Competition has driven down the amount U.S. exchanges can charge for executing orders as the number of trading venues increased to about 60 compared with fewer than 20 a decade ago. Brokers who owned the NYSE 10 years ago earned 6.25 cents or more when buying and selling 100 shares. Now, the spread is a penny for the most heavily traded stocks.
“An exchange today is really just like a software program, it’s not a physical thing,” Michael LaBranche, CEO of the NYSE’s largest specialist operation in the first half of the last decade, said in a telephone interview. LaBranche sold its market-making business to Barclays Plc in 2010 because “we thought the equities business had changed too adversely and didn’t think there was a future,” he said.
LaBranche’s company had more than 300 people working on the floor in the early 2000s and represented about 120 of the companies in the Standard & Poor’s 500 Index.
A takeover would mark an unusual success after more than $32 billion of exchange takeovers failed since October 2010. Sprecher joined Nasdaq OMX Group Inc. CEO Robert Greifeld in an unsolicited bid for NYSE Euronext in April 2011. The offer, scuttled by the Justice Department seven weeks later, sought to derail NYSE’s pending merger agreement with Deutsche Boerse AG.
Sprecher founded ICE as an online marketplace for energy trading. Its seed capital came from settlement money collected in 1996 by his previous company, Western Power Group, tied to a lawsuit over an agricultural-waste burning power plant in Southern California.

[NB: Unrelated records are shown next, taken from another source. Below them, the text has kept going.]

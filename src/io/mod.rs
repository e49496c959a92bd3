// SPDX-FileCopyrightText: 2026 ArcheBase
//
// SPDX-License-Identifier: MulanPSL-2.0

//! I/O layer for imaging recordings and dataset shards.
//!
//! Input side: a [`StackDecoder`] turns a stack file into pixels plus an
//! optional OME-XML document, and the [`RecordingLoader`] locates stacks and
//! collates their metadata. Output side: the [`ShardWriter`] streams samples
//! into size-bounded tar shards, optionally compressed afterwards.

pub mod compress;
pub mod decoder;
pub mod loader;
pub mod shard;
pub mod traits;

// Re-exports
pub use compress::{compress_shards, Compression, CompressionReport};
pub use decoder::TiffStackDecoder;
pub use loader::{discover_inputs, find_stack, FilenameParser, RecordingLoader, StackPattern};
pub use shard::{read_shard, ShardInfo, ShardPattern, ShardWriter, ShardWriterBuilder};
pub use traits::{DecodedStack, StackDecoder};
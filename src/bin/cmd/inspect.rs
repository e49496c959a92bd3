// SPDX-FileCopyrightText: 2026 ArcheBase
//
// SPDX-License-Identifier: MulanPSL-2.0

//! Inspect command - list the samples of a shard.

use std::path::PathBuf;

use clap::Args;

use crate::common::{format_bytes, Result};
use toile::io::read_shard;
use toile::sample::{npy, ARRAY_EXTENSION, METADATA_EXTENSION};

/// Inspect a shard.
#[derive(Args, Clone, Debug)]
pub struct InspectCmd {
    /// Shard file (.tar, .tar.gz or .tar.zst)
    #[arg(value_name = "SHARD")]
    input: PathBuf,

    /// Print each sample's metadata entry
    #[arg(long)]
    metadata: bool,

    /// Show at most this many samples
    #[arg(short = 'n', long)]
    limit: Option<usize>,
}

impl InspectCmd {
    pub fn run(self) -> Result<()> {
        let samples = read_shard(&self.input)?;
        let total: u64 = samples.iter().map(|s| s.payload_size()).sum();

        println!("=== {} ===", self.input.display());
        println!("Samples: {}", samples.len());
        println!("Payload: {}", format_bytes(total));
        if let (Some(first), Some(last)) = (samples.first(), samples.last()) {
            println!("Keys: {} .. {}", first.key, last.key);
        }
        println!();

        let shown = self.limit.unwrap_or(samples.len());
        for sample in samples.iter().take(shown) {
            let entries: Vec<String> = sample
                .entries
                .iter()
                .map(|e| format!("{} ({})", e.extension, format_bytes(e.data.len() as u64)))
                .collect();
            println!("{}: {}", sample.key, entries.join(", "));

            if let Some(array) = sample.entry(ARRAY_EXTENSION) {
                match npy::decode(&array.data) {
                    Ok(plane) => {
                        let (h, w) = plane.dim();
                        println!("  array: {} {}x{}", plane.dtype(), h, w);
                    }
                    Err(e) => println!("  array: unreadable ({e})"),
                }
            }
            if self.metadata {
                if let Some(meta) = sample.entry(METADATA_EXTENSION) {
                    println!("  metadata: {}", String::from_utf8_lossy(&meta.data));
                }
            }
        }
        if shown < samples.len() {
            println!("... {} more", samples.len() - shown);
        }

        Ok(())
    }
}
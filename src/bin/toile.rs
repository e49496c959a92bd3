// SPDX-FileCopyrightText: 2026 ArcheBase
//
// SPDX-License-Identifier: MulanPSL-2.0

//! # Toile CLI
//!
//! Command-line tool for exporting imaging recordings to dataset shards.
//!
//! ## Usage
//!
//! ```sh
//! # Export every frame of two recordings
//! toile export frames data/TSeries-001 data/TSeries-002 -o shards/session1
//!
//! # Export all recordings under a parent directory, gzip the shards
//! toile export frames data/ --each -o shards/session1 --compress gzip
//!
//! # List the samples of a shard
//! toile inspect shards/session1/session1-000000.tar
//! ```

mod cmd;
mod common;

use std::process;

use clap::{Parser, Subcommand};
use cmd::{ExportCmd, InspectCmd};
use common::Result;
use tracing_subscriber::{fmt, layer::SubscriberExt, util::SubscriberInitExt, EnvFilter};

/// Toile - imaging recordings to dataset shards
///
/// Decodes OME-TIFF recordings, collates their acquisition metadata and
/// writes per-frame samples into size-bounded tar shards.
#[derive(Parser, Clone)]
#[command(name = "toile")]
#[command(about = "Export imaging recordings to sharded datasets", long_about = None)]
#[command(version = env!("CARGO_PKG_VERSION"))]
#[command(author = "ArcheBase")]
struct Cli {
    /// Show per-field metadata diagnostics and decoder output
    #[arg(short, long, global = true)]
    verbose: bool,

    #[command(subcommand)]
    command: Commands,
}

/// Available commands
#[derive(Subcommand, Clone)]
enum Commands {
    /// Export recordings (frames, clips, movies)
    #[command(subcommand)]
    Export(ExportCmd),

    /// Inspect a written shard
    Inspect(InspectCmd),
}

/// Initialize tracing/logging
fn init_tracing(verbose: bool) {
    let level = if verbose { "debug" } else { "info" };
    let env_filter = EnvFilter::try_from_default_env().unwrap_or_else(|_| EnvFilter::new(level));

    tracing_subscriber::registry()
        .with(env_filter)
        .with(fmt::layer().with_writer(std::io::stderr).with_target(false))
        .init();
}

fn run() -> Result<()> {
    let cli = Cli::parse();
    init_tracing(cli.verbose);

    match cli.command {
        Commands::Export(cmd) => cmd.run(cli.verbose),
        Commands::Inspect(cmd) => cmd.run(),
    }
}

fn main() {
    let result = run();

    if let Err(e) = result {
        eprintln!("Error: {e}");
        process::exit(1);
    }
}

ICE offers contracts based on European energy commodities such as Brent crude, natural gas and heating oil at its London-based ICE Futures Europe exchange. In the U.S., it offers futures on agricultural commodities such as coffee, cocoa and sugar as well as Russell stock indexes and currencies at ICE Futures. The company owns the world’s largest clearinghouse for credit-default swaps, ICE Clear Credit LLC.
NYSE Euronext is “an iconic organization that is not playing the leading role it had for several hundred years,” Bruce Weber, dean of the Alfred Lerner College of Business and Economics at the University of Delaware, said by phone. He co-wrote “The Equity Trader Course” with Robert Schwartz and Deutsche Boerse CEO Reto Francioni.
“It’s not the management of the exchange so much but the transformation of the industry that moved away from cash-market trading, moved away from floor trading,” said Weber. “Almost every strength of the NYSE 20 years ago ultimately became weaknesses.”